I wonder if they have a major Postgres database that hit transaction ID wraparound? Postgres uses int32 for transaction IDs, and IDs are only reclaimed by a vacuum maintenance process which can fall behind if the DB is under heavy write load. Other companies have been bitten by this before, eg Sentry in 2015 (https://blog.sentry.io/2015/07/23/transaction-id-wraparound-...). Depending on the size of the database, you could be down several days waiting for Postgres to clean things up.
Even though it’s a well documented issue with Postgres and you have an experienced team keeping an eye on it, a new write pattern could accelerate things into the danger zone quite quickly.

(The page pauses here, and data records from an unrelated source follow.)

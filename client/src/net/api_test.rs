use serde_json::json;

use super::*;

// =============================================================
// ApiConfig
// =============================================================

#[test]
fn api_config_defaults_without_meta() {
    assert_eq!(ApiConfig::from_meta(None).base_url, DEFAULT_API_URL);
    assert_eq!(ApiConfig::from_meta(Some("  ")).base_url, DEFAULT_API_URL);
}

#[test]
fn api_config_trims_trailing_slash() {
    let cfg = ApiConfig::from_meta(Some("https://example.test/api/"));
    assert_eq!(cfg.base_url, "https://example.test/api");
}

#[test]
fn api_config_joins_paths_with_one_slash() {
    let cfg = ApiConfig::from_meta(Some("https://example.test/api"));
    assert_eq!(cfg.url("/articles"), "https://example.test/api/articles");
    assert_eq!(cfg.url("files/3"), "https://example.test/api/files/3");
}

#[test]
fn api_config_from_document_outside_browser_is_default() {
    assert_eq!(ApiConfig::from_document(), ApiConfig::default());
}

// =============================================================
// Paths
// =============================================================

#[test]
fn collection_and_item_paths() {
    assert_eq!(collection_path(Collection::Titre), "/titre");
    assert_eq!(item_path(Collection::Volunteers, "12"), "/volunteers/12");
    assert_eq!(file_path("f1"), "/files/f1");
}

#[test]
fn upload_path_scopes_to_article() {
    assert_eq!(upload_path(Some("a1")), "/articles/a1/files");
    assert_eq!(upload_path(None), "/files");
}

#[test]
fn bearer_header_value() {
    assert_eq!(bearer("abc"), "Bearer abc");
}

// =============================================================
// Errors
// =============================================================

#[test]
fn error_message_prefers_error_then_message() {
    assert_eq!(error_message(&json!({ "error": "Bad slug", "message": "ignored" })), "Bad slug");
    assert_eq!(error_message(&json!({ "message": "Not found" })), "Not found");
    assert_eq!(error_message(&json!({ "error": "" })), "Unexpected error");
    assert_eq!(error_message(&Value::Null), "Unexpected error");
}

#[test]
fn status_error_maps_401_to_unauthorized() {
    assert_eq!(status_error(401, &json!({ "error": "expired" })), ApiError::Unauthorized);
}

#[test]
fn status_error_keeps_status_and_message() {
    let err = status_error(422, &json!({ "message": "title required" }));
    assert_eq!(err, ApiError::Status { status: 422, message: "title required".to_owned() });
    assert_eq!(err.to_string(), "title required");
}

// =============================================================
// SSR stubs
// =============================================================

#[cfg(not(feature = "hydrate"))]
fn block_on<F: std::future::Future>(fut: F) -> F::Output {
    use std::pin::pin;
    use std::task::{Context, Poll, Waker};

    let mut fut = pin!(fut);
    let mut cx = Context::from_waker(Waker::noop());
    loop {
        if let Poll::Ready(out) = fut.as_mut().poll(&mut cx) {
            return out;
        }
    }
}

#[cfg(not(feature = "hydrate"))]
#[test]
fn calls_outside_browser_are_unavailable() {
    let cfg = ApiConfig::default();
    assert_eq!(block_on(list::<content::Title>(&cfg)), Err(ApiError::Unavailable));
    assert_eq!(block_on(current_user(&cfg)), Err(ApiError::Unavailable));
    assert_eq!(block_on(delete_file(&cfg, "f1")), Err(ApiError::Unavailable));
}
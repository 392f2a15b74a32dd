use super::*;

// =============================================================
// Open / load
// =============================================================

#[test]
fn preview_starts_closed() {
    let state = PreviewState::<String>::default();
    assert!(!state.is_open());
    assert!(!state.is_loading());
}

#[test]
fn open_waits_for_the_fetch() {
    let mut state = PreviewState::<String>::default();
    state.open("7");
    assert!(state.is_open());
    assert!(state.is_loading());

    state.loaded("7", "Alice".to_owned());
    assert!(!state.is_loading());
    assert_eq!(state.record.as_deref(), Some("Alice"));
}

#[test]
fn reopening_drops_the_previous_record() {
    let mut state = PreviewState::<String>::default();
    state.open("1");
    state.loaded("1", "Alice".to_owned());

    state.open("2");
    assert_eq!(state.record, None);
    assert!(state.is_loading());
}

#[test]
fn late_response_for_another_row_is_ignored() {
    let mut state = PreviewState::<String>::default();
    state.open("1");
    state.open("2");

    state.loaded("1", "Alice".to_owned());
    state.failed("1", "timeout");
    assert_eq!(state.record, None);
    assert_eq!(state.error, None);

    state.loaded("2", "Bob".to_owned());
    assert_eq!(state.record.as_deref(), Some("Bob"));
}

#[test]
fn response_after_close_is_ignored() {
    let mut state = PreviewState::<String>::default();
    state.open("1");
    state.close();
    state.loaded("1", "Alice".to_owned());
    assert_eq!(state, PreviewState::default());
}

// =============================================================
// Failure
// =============================================================

#[test]
fn failed_fetch_stops_loading_with_message() {
    let mut state = PreviewState::<String>::default();
    state.open("3");
    state.failed("3", "HTTP 404");
    assert!(!state.is_loading());
    assert_eq!(state.error.as_deref(), Some("HTTP 404"));
    assert_eq!(state.record, None);
}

At Notion we had a scary close call with this about a year ago that lead to us splitting a production DB over the weekend to avoid hard downtime.
Whatever the issue is, I’m wishing the engineers working on it all the best.
I find it pretty odd to speculate that they are experiencing a very specific failure mode of a particular database. Do you even know whether they use Postgres?
Roblox has 43+ million daily active users. The issue you are wildly speculating about is enormously small compared to their size and scale. I guarantee you they’ve dealt with that potential issue (if they even are using Postgres) years ago.
I'd speculate that it's more likely a data corruption problem. A system was overwhelmed or misconfigured led to corruption of critical configuration data, which led to propagation of such corruption to a large number of dependencies. Roblox tried to restore its data from backup, a process that was not necessarily rehearsed regularly or rigorously therefore took longer than expected. All other services would have to restore their systems in a cascaded fashion while sorting out complex dependencies and constraints, which would take days.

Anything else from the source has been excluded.